И вот начинается примерка. На Владимира надевают ратные байданы. Кольца, из коих собрана кольчуга, вызванивают боеву песнь. Верх борони пластинчатый, подзор – тоже. На запястьях кованые наручи, они оттягивают чешую рукавов и подчёркивают рамёна. Всё пока схвачено на живую нитку. Но главного не отнимешь – скроено ладно.

Что ещё? Зерцало. Место для него посередь груди, там, где солнечное сплетение. Вот оно, ярое, вызревает в горне. Ярёма кивает напарнику, надевает нагольные рукавицы и зубастыми щипцами выхватывает из огненного бучила заготовку. Круглое и малиновое, как молодое Ярило, зерцало выкатывается на наковальню! И тотчас – бах! Да бух! – молот и молоток берут его в обработку. Летят искры, горячая окалина, но коваль с молотобойцем не уворачиваются, принимая задубелой кожей все укусы калёных ос.

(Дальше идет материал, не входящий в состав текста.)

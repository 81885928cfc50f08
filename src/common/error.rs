//! Error types for the dispatch engine
//!
//! Listener and evaluation failures are deliberately non-fatal: the
//! dispatcher logs them and keeps going, so most variants here surface
//! through callbacks rather than aborting a dispatch.

use std::io;
use thiserror::Error;

use crate::protocol::{BreakpointId, ThreadId};

/// Result type alias using our Error type
pub type Result<T> = std::result::Result<T, Error>;

/// Main error type for the dispatch engine
#[derive(Error, Debug)]
pub enum Error {
    // === Target Errors ===
    #[error("Target is terminating; no new dispatch may be initiated")]
    TargetTerminating,

    #[error("Target is disconnecting; no new dispatch may be initiated")]
    TargetDisconnecting,

    // === Protocol Errors ===
    #[error("Protocol error: {0}")]
    Protocol(String),

    #[error("Transport command '{command}' failed: {message}")]
    TransportFailed { command: String, message: String },

    // === Breakpoint Errors ===
    #[error("Breakpoint {id} not found")]
    BreakpointNotFound { id: BreakpointId },

    #[error("Condition evaluation failed for breakpoint {breakpoint}: {message}")]
    ConditionEvaluation {
        breakpoint: BreakpointId,
        message: String,
    },

    // === Thread / Frame Errors ===
    #[error("Thread {0} not found")]
    ThreadNotFound(ThreadId),

    #[error("Frame {index} not found in thread {thread}")]
    FrameNotFound { thread: ThreadId, index: usize },

    // === Hot Code Replace Errors ===
    #[error("Failed to redefine class '{class}': {message}")]
    Redefinition { class: String, message: String },

    #[error("Frame drop in thread {thread} landed in '{actual}', expected '{expected}'")]
    FrameDropMismatch {
        thread: ThreadId,
        expected: String,
        actual: String,
    },

    // === Configuration Errors ===
    #[error("Configuration error: {0}")]
    Config(String),

    #[error("Invalid configuration file: {0}")]
    ConfigParse(String),

    // === IO Errors ===
    #[error("IO error: {0}")]
    Io(#[from] io::Error),

    // === Internal Errors ===
    #[error("Internal error: {0}")]
    Internal(String),
}

impl Error {
    /// Create a transport command failure error
    pub fn transport_failed(command: &str, message: &str) -> Self {
        Self::TransportFailed {
            command: command.to_string(),
            message: message.to_string(),
        }
    }

    /// Create a condition evaluation error
    pub fn condition_evaluation(breakpoint: BreakpointId, message: &str) -> Self {
        Self::ConditionEvaluation {
            breakpoint,
            message: message.to_string(),
        }
    }

    /// Create a redefinition error
    pub fn redefinition(class: &str, message: &str) -> Self {
        Self::Redefinition {
            class: class.to_string(),
            message: message.to_string(),
        }
    }
}
//! Alibi Engine - headless entry point.
//!
//! Loads a snapshot, logs the derived timeline views and optionally writes a
//! fresh export. Everything is configured through the environment
//! (see `settings.rs`).

use tracing_subscriber::{layer::SubscriberExt, util::SubscriberInitExt};

use alibi_engine::clock::SystemClock;
use alibi_engine::{snapshot, EngineSettings, Session};

fn main() -> anyhow::Result<()> {
    // Load environment from repo root (the binary may be run from `crates/engine`).
    load_dotenv_from_repo_root();

    // Initialize logging
    tracing_subscriber::registry()
        .with(
            tracing_subscriber::EnvFilter::try_from_default_env()
                .unwrap_or_else(|_| "alibi_engine=debug,alibi_domain=info".into()),
        )
        .with(tracing_subscriber::fmt::layer())
        .init();

    tracing::info!("Starting Alibi Engine {}", snapshot::APP_VERSION);

    let settings = EngineSettings::from_env()?;
    tracing::info!(policy = %settings.reference_policy, "Loaded settings");

    let mut session = Session::new(settings.reference_policy);
    if let Some(path) = &settings.snapshot_path {
        snapshot::read_file(&mut session, path)?;
    }

    let report = session.refresh_event_references();
    if !report.is_empty() {
        tracing::warn!(events = report.len(), "Some events reference removed entries");
    }

    log_summary(&session);

    if let Some(dir) = &settings.export_dir {
        let path = snapshot::write_to_dir(&session, dir, &SystemClock::new())?;
        tracing::info!("Export written to {}", path.display());
    }

    Ok(())
}

fn log_summary(session: &Session) {
    let grid = session.time_grid();
    tracing::info!(
        scenario = %session.scenario().name,
        characters = session.config().characters.len(),
        places = session.config().places.len(),
        events = session.events().len(),
        slots = grid.len(),
        days = grid.day_count(),
        "Session loaded"
    );

    let alibis = session.alibi_map();
    for slot in alibis.slots().iter().filter(|slot| !slot.events.is_empty()) {
        let names: Vec<&str> = slot.characters().iter().map(|c| c.name.as_str()).collect();
        tracing::debug!(
            slot = %slot.start,
            events = slot.events.len(),
            "Active: {}",
            names.join(", ")
        );
    }

    for marker in session.resolved_markers().iter().filter(|m| m.is_dangling()) {
        tracing::warn!(place_id = %marker.place_id, "Map marker points at a removed place");
    }
}

fn load_dotenv_from_repo_root() {
    let repo_root = std::path::Path::new(env!("CARGO_MANIFEST_DIR"))
        .join("..")
        .join("..");

    // Prefer local overrides.
    for filename in [".env.local", ".env"] {
        let path = repo_root.join(filename);
        if path.exists() {
            let _ = dotenvy::from_path(path);
        }
    }
}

Выгнется зерцало до потребной величины, очистят его от копоти, высветлят дресвой, усилят лучистыми пластинами, особо украсят яблоко – серёдку зерцала, и заиграет оно на княжеской груди драгоценнее любой украсы, а главное, надёжно оборонит – и от стрелы, и от меча, и от копья, коли нацелены будут в его сердце.

Смущён князенька словами кузнеца. Громливы они, ровно удары молотка, что кладёт он следом за кувалдой, оттягом добиваясь нужной формы, но до чего же ласковы да задушевны. Как тут в ответ не улыбнуться! И Добрыня, похоже, доволен: «Ярила в гору – обнова миру. И у нас обновы», – завершает он примерку и велит, как токмо всё будет исполнено – смётано, сшито да склёпано, – доставить сброю в князев терем.

Кузню Владимир с дядькой покидают. Однако обновление на этом не заканчивается. Впереди – золотошвейня, там украсы для коня.

Орь князев вороной масти давно объезжен. Обихоженный и сытно кормленный отборным овсом, он стоит в деннике княжеской конюшне и, когда выводят скакуна на двор, кажется, даже летучие тучи замирают, любуясь его статью и завидуя его норову. Упряжь для воронка шорники справили – и узду, и седло, и стремена – всё честь по чести. И галдар на грудь вороного готов – ни одна стрела, ни копьё не поразят оря. Остались чепрак да покровец под седло, что в золотошвейне ладят.

При напоминании золотошвейни у Владимира вспыхивают щёки. Ох, и славно же там, в этой рукодельне. Ровно в саду на Подоле. Кажется даже, яблоки падают и пчёлы тягуче жужжат, до того всё кудесно расцветает, как в погожий день лучистого червеня. С мухояра – ткани бухарской – пышет алое Ярило. Смарагдовый оксамит – шёлк с ворсом из серебряных и золотых нитей – походит на траву-мураву. А согдийский шёлк-камку, кажется, вздымают на распахнутых крылах рукодельные жар-птицы-струфокамилы.

Одно донимает князеньку – поглядки рукодельниц. Больно востроглазые девки-то. Так и стреляют очами – смуту неведомую доселе поселяя в груди. Да ещё шепотки их, мнится, ехидные. Цыкнет на них старшуха – баба-бабариха, они примолкнут маленько, присмиреют да поглядки-то не оставят.

Нонече, конечно, не то. Нынче Владимир с дядькой. При Добрыне девки-золотошвейки никнут, глаз не смеют поднять, ровно мыши крупяные хоронятся. Токмо сердце у князеньки всё равно трепещет, словно щегол в силках. Не оттого ли и ночью маялось? Не эти ли лесовые, русалочьи очи, на миг вскинутые, блазнились в потеми?

Покровец под седло швеям задался. Добрыня доволен. Багряная тафта, а по закрайкам узорочье изумрудное, словно глаза павлиньи али… русалочьи. Ведь Добрыня не токмо узорочье примечает. От его ока не утаятся и поглядки. Вон как зыркнули на сыновца те очи из-под брусвенного повоя, что тебе стрела неминучая! Ухмыльнулся Добрыня в окладистую, на всю грудь бороду: рановато, однако. Да приметив ответный взгляд молодца, смекнул, что сроки те уже подходят, – ой, подходят! – вон как щёки-то его пылают, ровно солнышко нонешнее.

3

Сечень выдался ясный да солнечный, даром что мороз не отпускал. День прибывал ходко. На серёдке месяца надумал Добрыня свозить князя в Плесков – новгородскую вотчину. Киев уклад – ждёт, а Новегороду одному толь великую подать не осилить. Да и князю пора спознавать свои владения.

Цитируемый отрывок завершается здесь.